Readings for Next Sunday Pentecost 14
Psa. 50:1-15; Isa. 66:18-23; Heb. 12:4-24; Luk. 13:22-30

Daily Reading from the Book of Concord

The Apostle’s Creed may be confessed.

Lord’s Prayer

Our Father who art in heaven,
hallowed by Thy name,
Thy kingdom come,
Thy will be done on earth as it is in heaven;
give us this day our daily bread;
and forgive us our trespasses as we forgive those who trespass against us;
and lead us not into temptation,
but deliver us from evil.
For thine is the kingdom and the power and the glory forever and ever. Amen.

Prayers for others and ourselves:

  • Sunday: For the joy of the resurrection among us; for the blessings of faith nourished by the Word and the Sacraments.
  • Monday: For faith to live in faith in the promises of Baptism; for one’s vocation and daily work; for the unemployed; for the salvation of our neighbors; for schools, colleges, and seminaries; for good government and peace.
  • Tuesday: For protection against temptation and evil; for those suffering from addiction and those who are despairing; the tortured and oppressed; for those who battle thoughts of self-harm or suicide; for our struggles with sin.
  • Wednesday: For marriage and family; for the raising of children in knowledge of the Word of God; for parents who raise children alone; for our communities and neighborhoods.
  • Thursday: For the Church and her pastors; for teachers, deaconesses, and other church workers; for missionaries and for all who serve the Church; for LCMS President Rev.

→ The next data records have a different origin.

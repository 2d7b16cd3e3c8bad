use crate::espn::{EspnCompetitor, EspnEvent, ScoreboardResponse, score_text};
use crate::{Game, HomeAway, Scoreboard, TeamLine};
use log::debug;
use reqwest::Client;
use std::fmt;
use std::path::{Path, PathBuf};
use std::time::Duration;

pub type ApiResult<T> = Result<T, ApiError>;

pub const ESPN_MLB_SITE_V2: &str = "https://site.api.espn.com/apis/site/v2/sports/baseball/mlb";
const DEFAULT_TIMEOUT: Duration = Duration::from_secs(10);
const MISSING_SCORE: &str = "0";

/// MLB scoreboard client backed by ESPN's public site API.
#[derive(Debug, Clone)]
pub struct MlbApi {
    client: Client,
    timeout: Duration,
    base_url: String,
    snapshot: Option<PathBuf>,
}

impl Default for MlbApi {
    fn default() -> Self {
        Self {
            client: Client::builder()
                .user_agent(concat!("mlbscores/", env!("CARGO_PKG_VERSION")))
                .build()
                .unwrap_or_default(),
            timeout: DEFAULT_TIMEOUT,
            base_url: ESPN_MLB_SITE_V2.to_owned(),
            snapshot: None,
        }
    }
}

/// The two ways a scoreboard fetch can fail. Both are reported to the user
/// as a single line of text.
#[derive(Debug)]
pub enum ApiError {
    /// Transport failure, timeout, or a non-2xx status.
    Network(reqwest::Error, String),
    /// Anything else: unreadable snapshot, bad JSON, a required field missing.
    Unexpected(String),
}

impl ApiError {
    pub fn url(&self) -> Option<&str> {
        match self {
            ApiError::Network(_, url) => Some(url),
            ApiError::Unexpected(_) => None,
        }
    }
}

impl fmt::Display for ApiError {
    fn fmt(&self, f: &mut fmt::Formatter<'_>) -> fmt::Result {
        match self {
            ApiError::Network(e, _) => write!(
                f,
                "Error fetching scores: Could not connect to the internet or the MLB data source. ({e})"
            ),
            ApiError::Unexpected(msg) => write!(f, "An unexpected error occurred: {msg}"),
        }
    }
}

impl std::error::Error for ApiError {}

impl MlbApi {
    pub fn new() -> Self {
        Self::default()
    }

    /// Point the client at another host serving the same `/scoreboard` route.
    pub fn with_base_url(base_url: impl Into<String>) -> Self {
        let base_url = base_url.into().trim_end_matches('/').to_owned();
        Self { base_url, ..Self::default() }
    }

    /// Read the scoreboard from a saved ESPN-format JSON file instead of the network.
    pub fn with_snapshot(path: impl AsRef<Path>) -> Self {
        Self { snapshot: Some(path.as_ref().to_path_buf()), ..Self::default() }
    }

    pub fn with_timeout(mut self, timeout: Duration) -> Self {
        self.timeout = timeout;
        self
    }

    pub fn scoreboard_url(&self) -> String {
        format!("{}/scoreboard", self.base_url)
    }

    /// Fetch today's MLB scoreboard.
    pub async fn fetch_scoreboard(&self) -> ApiResult<Scoreboard> {
        if let Some(path) = &self.snapshot {
            debug!("reading scoreboard snapshot from {}", path.display());
            let content = std::fs::read_to_string(path).map_err(|e| {
                ApiError::Unexpected(format!("could not read {}: {e}", path.display()))
            })?;
            return parse_scoreboard(&content);
        }

        let url = self.scoreboard_url();
        let body = self.get_text(&url).await?;
        parse_scoreboard(&body)
    }

    async fn get_text(&self, url: &str) -> ApiResult<String> {
        debug!("GET {url}");
        let response = self
            .client
            .get(url)
            .timeout(self.timeout)
            .send()
            .await
            .map_err(|e| ApiError::Network(e, url.to_owned()))?;

        let response = response
            .error_for_status()
            .map_err(|e| ApiError::Network(e, url.to_owned()))?;

        response
            .text()
            .await
            .map_err(|e| ApiError::Network(e, url.to_owned()))
    }
}

/// Decode a scoreboard payload. Events are mapped lazily by `Scoreboard::games`.
pub fn parse_scoreboard(body: &str) -> ApiResult<Scoreboard> {
    let raw: ScoreboardResponse = serde_json::from_str(body)
        .map_err(|e| ApiError::Unexpected(format!("invalid scoreboard json: {e}")))?;
    let events = raw.events.unwrap_or_default();
    debug!("scoreboard has {} events", events.len());
    Ok(Scoreboard { events })
}

// ---------------------------------------------------------------------------
// Mapping: ESPN wire types → clean domain types
// ---------------------------------------------------------------------------

pub(crate) fn map_event(event: &EspnEvent) -> ApiResult<Game> {
    let label = event.label();

    // Only the first competition is used; doubleheaders arrive as separate events.
    let competition = event
        .competitions
        .as_deref()
        .and_then(|c| c.first())
        .ok_or_else(|| ApiError::Unexpected(format!("{label}: no competitions")))?;

    let status = competition
        .status
        .as_ref()
        .and_then(|s| s.status_type.as_ref())
        .and_then(|t| t.detail.clone())
        .ok_or_else(|| ApiError::Unexpected(format!("{label}: missing status.type.detail")))?;

    let competitors = competition
        .competitors
        .as_deref()
        .ok_or_else(|| ApiError::Unexpected(format!("{label}: missing competitors")))?;

    let home = find_side(competitors, HomeAway::Home, label)?;
    let away = find_side(competitors, HomeAway::Away, label)?;

    Ok(Game {
        status,
        away: map_team_line(away, label)?,
        home: map_team_line(home, label)?,
    })
}

/// First competitor tagged `side`. A competitor without `homeAway` reached
/// before the match is an error, not a skip.
fn find_side<'a>(
    competitors: &'a [EspnCompetitor],
    side: HomeAway,
    label: &str,
) -> ApiResult<&'a EspnCompetitor> {
    for c in competitors {
        let tag = c
            .home_away
            .as_deref()
            .ok_or_else(|| ApiError::Unexpected(format!("{label}: competitor without homeAway")))?;
        if HomeAway::parse(tag) == Some(side) {
            return Ok(c);
        }
    }
    Err(ApiError::Unexpected(format!("{label}: no {} competitor", side.label())))
}

fn map_team_line(c: &EspnCompetitor, label: &str) -> ApiResult<TeamLine> {
    let name = c
        .team
        .as_ref()
        .and_then(|t| t.display_name.clone())
        .ok_or_else(|| ApiError::Unexpected(format!("{label}: competitor without team.displayName")))?;

    let score = c
        .score
        .as_ref()
        .map(score_text)
        .unwrap_or_else(|| MISSING_SCORE.to_owned());

    Ok(TeamLine { name, score })
}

Matthew Harrison; for LCMS FL-GA District President Rev. Greg Walton; for proper and fruitful use of the Sacrament of Christ’s body and blood.
  • Friday: For the preaching of the cross of Jesus; for the spread of His knowledge throughout the world; for the persecuted Church and the oppressed; for the sick and dying.
  • Saturday: For faithfulness to the end of life; for the renewal of those struggling in faith or have fallen away; for receptive hearts and minds to God’s Word on the Lord’s Day; for pastors, musicians and all those who prepare to administer and receive Christ’s Word and Sacraments.

LUTHER’S MORNING PRAYER

In the name of the Father and of the Son and of the Holy Spirit. Amen.

I thank you, my heavenly Father, through Jesus Christ, Your dear Son, that You have kept me this night from all harm and danger; and I pray that You would keep me this day also from sin and every evil, that all my doings and life may please You. For into Your hands I commend myself, my body and soul, and all things. Let Your holy angel be with me, that the evil foe may have no power over me. Amen.

-or-

LUTHER’S EVENING PRAYER

In the name of the Father and of the Son and of the Holy Spirit. Amen.

I thank you, my heavenly Father, through Jesus Christ, Your dear Son, that You have graciously kept me this day; and I pray that You would forgive me all my sins where I have done wrong, and graciously keep me this night. For into Your hands, I commend myself, my body and soul, and all things. Let Your holy angel be with me, that the evil foe may have no power over me. Amen.